When my wife Jane and I got married, two years after we met, we chose to combine all of our money together. This worked for us because we were (relatively) young, we had no previous marriages or kids or significant assets, and we knew we wanted to entwine our lives in a way that would emphasize joint-decision making about the big questions in life. And almost all big questions ultimately involve financial decisions at some point.

Over time, we realized that we each wanted more financial freedom. Our one-account-fits-all plan required us to authorize every purchase with the other person. We were never quite sure when it was “OK” to spend money on ourselves – and how much money was OK to spend. Neither of us wanted to police the other’s expenditures. At the same time, we were just starting a family and had recently moved into a new house, and we were operating on a tight budget. We knew that joint decision making around money would be essential to making sure our lives worked.

Our solution was to create separate small bank accounts for each of us, into which a fixed allowance was directly deposited each month. These were our non-accountability accounts. They allowed us to spend money on whatever we wished, no matter how impetuous or frivolous, without having to answer to the other person. I used mine to buy a weekend trip with friends; Jane used hers to join a martial arts gym.

We settled on a monthly transfer that equaled about 5% of our take-home pay for each of us – enough to have a little fun, but not so much as to jeopardize our family’s finances. Our accounts provided a concrete figure about what was reasonable to spend personally. Dipping into the main account was forbidden; that was for family business. We could spend everything we had in our own accounts, but if they ran out of money, there would be no more nights out with friends or Vegas benders until we saved up.

What Happened When We Opened Our Marriage

Seven years into our marriage, we opened our relationship and began seeing other people. Our financial system hadn’t been designed with polyamory in mind, but it fit perfectly into our new adventure. I was the first to draw on my account, using it to splurge on a fancy hotel room with a new lover. Jane used hers to take a boyfriend out to dinner. All the while, our financial life together remained well protected even as we made small splurges on other partners.
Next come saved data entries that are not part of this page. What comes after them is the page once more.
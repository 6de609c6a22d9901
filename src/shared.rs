use crate::mutex::PortMutex;
use crate::{AnalogMultiplexer, Connect, Disconnect, Select};
use embedded_hal::digital::{ErrorType, OutputPin};

/// High-level wrapper: a channel selector behind a PortMutex, handed out as
/// per-channel handles.
pub struct SharedSelector<M>
where
    M: PortMutex,
    M::Port: AnalogMultiplexer,
{
    selector: M,
}

impl<M> SharedSelector<M>
where
    M: PortMutex,
    M::Port: AnalogMultiplexer,
{
    /// Wrap the selector in a PortMutex (e.g. RefCell).
    pub fn new(selector: M::Port) -> Self {
        Self {
            selector: M::create(selector),
        }
    }

    /// Run `f` with exclusive access to the selector.
    pub fn lock<R, F: FnOnce(&mut M::Port) -> R>(&self, f: F) -> R {
        self.selector.lock(f)
    }

    /// Handle for a single channel.
    pub fn channel(&self, channel: u8) -> MuxChannel<'_, M> {
        MuxChannel::new(&self.selector, channel)
    }

    /// Split into handles for channels `0..N`.
    ///
    /// `N` is not checked against the selector's channel count; it only has
    /// to fit the `u8` channel index space.
    pub fn split<const N: usize>(&mut self) -> [MuxChannel<'_, M>; N] {
        const {
            assert!(
                N <= u8::MAX as usize + 1,
                "split: more handles than u8 channel indices"
            )
        };
        let selector = &self.selector;
        core::array::from_fn(|i| MuxChannel::new(selector, i as u8))
    }

    pub fn into_inner(self) -> M::Port {
        self.selector.into_inner()
    }
}

/// A proxy for one channel of a shared selector.
pub struct MuxChannel<'a, M>
where
    M: PortMutex + 'a,
    M::Port: AnalogMultiplexer,
{
    selector: &'a M,
    channel: u8,
}

impl<'a, M> MuxChannel<'a, M>
where
    M: PortMutex,
    M::Port: AnalogMultiplexer,
{
    pub(crate) fn new(selector: &'a M, channel: u8) -> Self {
        Self { selector, channel }
    }

    pub fn index(&self) -> u8 {
        self.channel
    }

    /// Whether this channel was the last one selected.
    pub fn is_selected(&self) -> bool {
        self.selector.lock(|sel| sel.last_channel() == Some(self.channel))
    }

    pub fn fast_select(&mut self) -> Result<(), <M::Port as AnalogMultiplexer>::Error> {
        self.selector.lock(|sel| sel.fast_select(self.channel))
    }
}

impl<'a, M> MuxChannel<'a, M>
where
    M: PortMutex,
    M::Port: Select,
{
    pub fn select(&mut self) -> Result<(), <M::Port as AnalogMultiplexer>::Error> {
        self.selector.lock(|sel| sel.select(self.channel))
    }
}

impl<'a, M> MuxChannel<'a, M>
where
    M: PortMutex,
    M::Port: Connect,
{
    pub fn connect(&mut self) -> Result<(), <M::Port as AnalogMultiplexer>::Error> {
        self.selector.lock(|sel| sel.connect(self.channel))
    }
}

impl<'a, M> MuxChannel<'a, M>
where
    M: PortMutex,
    M::Port: Disconnect,
{
    pub fn disconnect(&mut self) -> Result<(), <M::Port as AnalogMultiplexer>::Error> {
        self.selector.lock(|sel| sel.disconnect(self.channel))
    }
}

impl<'a, M> ErrorType for MuxChannel<'a, M>
where
    M: PortMutex,
    M::Port: Connect + Disconnect,
{
    type Error = <M::Port as AnalogMultiplexer>::Error;
}

/// Drives the channel switch like a pin: high connects, low disconnects.
impl<'a, M> OutputPin for MuxChannel<'a, M>
where
    M: PortMutex,
    M::Port: Connect + Disconnect,
{
    fn set_low(&mut self) -> Result<(), Self::Error> {
        self.disconnect()
    }

    fn set_high(&mut self) -> Result<(), Self::Error> {
        self.connect()
    }
}
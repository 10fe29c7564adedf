//! Weighted random task selection over a cumulative-weight table.

use rand::Rng;

/// Picks an index with probability `weight[i] / sum(weights)`.
///
/// Built once per run and shared read-only by every virtual user; each pick
/// draws from the caller's own RNG, so a seeded RNG gives a reproducible sequence.
/// Zero-weight entries are kept in place but can never be drawn.
#[derive(Debug, Clone, PartialEq, Eq)]
pub struct WeightedSelector {
    cumulative: Vec<u64>,
}

impl WeightedSelector {
    /// Returns `None` when there are no weights or they are all zero.
    pub fn new<I>(weights: I) -> Option<Self>
    where
        I: IntoIterator<Item = u32>,
    {
        let mut total = 0u64;
        let cumulative: Vec<u64> = weights
            .into_iter()
            .map(|weight| {
                total += u64::from(weight);
                total
            })
            .collect();

        if total == 0 {
            return None;
        }
        Some(Self { cumulative })
    }

    pub fn len(&self) -> usize {
        self.cumulative.len()
    }

    pub fn is_empty(&self) -> bool {
        self.cumulative.is_empty()
    }

    pub fn total_weight(&self) -> u64 {
        self.cumulative.last().copied().unwrap_or(0)
    }

    /// Expected selection probability of `index`
    pub fn probability(&self, index: usize) -> f64 {
        let upper = self.cumulative[index];
        let lower = if index == 0 { 0 } else { self.cumulative[index - 1] };
        (upper - lower) as f64 / self.total_weight() as f64
    }

    /// O(log n) draw: the first entry whose cumulative weight exceeds the roll.
    pub fn pick<R: Rng + ?Sized>(&self, rng: &mut R) -> usize {
        let roll = rng.gen_range(0..self.total_weight());
        self.cumulative.partition_point(|&bound| bound <= roll)
    }
}
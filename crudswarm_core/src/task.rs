//! Task definitions: a name, a selection weight and an async action.

use std::fmt;
use std::sync::Arc;

use futures::future::BoxFuture;

use crate::error::RequestFailure;
use crate::user::Session;

/// How a task finished when it did not fail.
#[derive(Debug, Clone, Copy, PartialEq, Eq)]
pub enum TaskStatus {
    /// The task ran; carries the response status when it made a request
    Done(Option<u16>),
    /// Precondition unmet (e.g. nothing tracked yet). Not recorded, not a failure.
    Skipped,
}

pub type TaskResult = Result<TaskStatus, RequestFailure>;

pub type TaskFuture<'a> = BoxFuture<'a, TaskResult>;

/// Action run against a user's own session.
///
/// The session is borrowed mutably for the whole action, so one user's
/// actions never overlap and nothing else can touch its state meanwhile.
pub type TaskFn<S> = Arc<dyn for<'a> Fn(&'a mut Session<S>) -> TaskFuture<'a> + Send + Sync>;

pub struct Task<S> {
    name: String,
    weight: u32,
    action: TaskFn<S>,
}

impl<S> Task<S> {
    pub fn new<F>(name: impl Into<String>, weight: u32, action: F) -> Self
    where
        F: for<'a> Fn(&'a mut Session<S>) -> TaskFuture<'a> + Send + Sync + 'static,
    {
        Self {
            name: name.into(),
            weight,
            action: Arc::new(action),
        }
    }

    pub fn name(&self) -> &str {
        &self.name
    }

    pub fn weight(&self) -> u32 {
        self.weight
    }

    pub fn set_weight(&mut self, weight: u32) {
        self.weight = weight;
    }

    pub fn run<'a>(&self, session: &'a mut Session<S>) -> TaskFuture<'a> {
        (self.action)(session)
    }
}

impl<S> Clone for Task<S> {
    fn clone(&self) -> Self {
        Self {
            name: self.name.clone(),
            weight: self.weight,
            action: Arc::clone(&self.action),
        }
    }
}

impl<S> fmt::Debug for Task<S> {
    fn fmt(&self, f: &mut fmt::Formatter<'_>) -> fmt::Result {
        f.debug_struct("Task")
            .field("name", &self.name)
            .field("weight", &self.weight)
            .finish_non_exhaustive()
    }
}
Our system had another benefit: it meant that the gifts we gave to each other were more meaningful, because they were coming from us personally rather than from an abstract family bank account. When I took Jane out on a date, I was drawing from a limited supply of money I could have chosen to spend on something else.

We still use our financial system, and it’s an important part of the foundation for our open marriage. Even though we designed it while we were still monogamous, it incorporated the same values that drew us to polyamory. It provided a shared understanding with clear rules, but also gave us each freedom to create our own “space” within our shared life together. And to us, that’s what poly is all about.

About Zev Stone

Zev StoneZev Stone is a writer and researcher and the founder of OpenMarriageProject.com. His writing has been read aloud on NPR’s “This I Believe” and published in the Denver Post and other academic and popular publications. He loves hiking, running, uncomfortable travel experiences, and raising his two adorable daughters with his wife, Jane. He holds a Ph.D. in social science research methods from the University of Colorado, Boulder.

This guest post is part of the Polyamory Finances blog series.

2 responses to “Guest Post: How Separate Bank Accounts Helped Make Our Open Marriage Work

  1. Thanks for the open advice here. Very helpful. One question. Do both of you earn the same amount? What if one of you earns 80% of the income? How do you figure what goes into shared expenses and what goes into private accounts? Does the feeling of resentment build in both participants, if one is expected to work harder, earns more, pays for the others private love affairs. In our capitalist society, time is money and love takes time, therefore love takes money. How do you figure out who gets to spend that time/money. How do you deal with the resentment that could build if one of you can afford more time and money than the other? If one partner needs two jobs to keep up with the other who has a much better paying job? Again, how do you portion out the time? Time being money?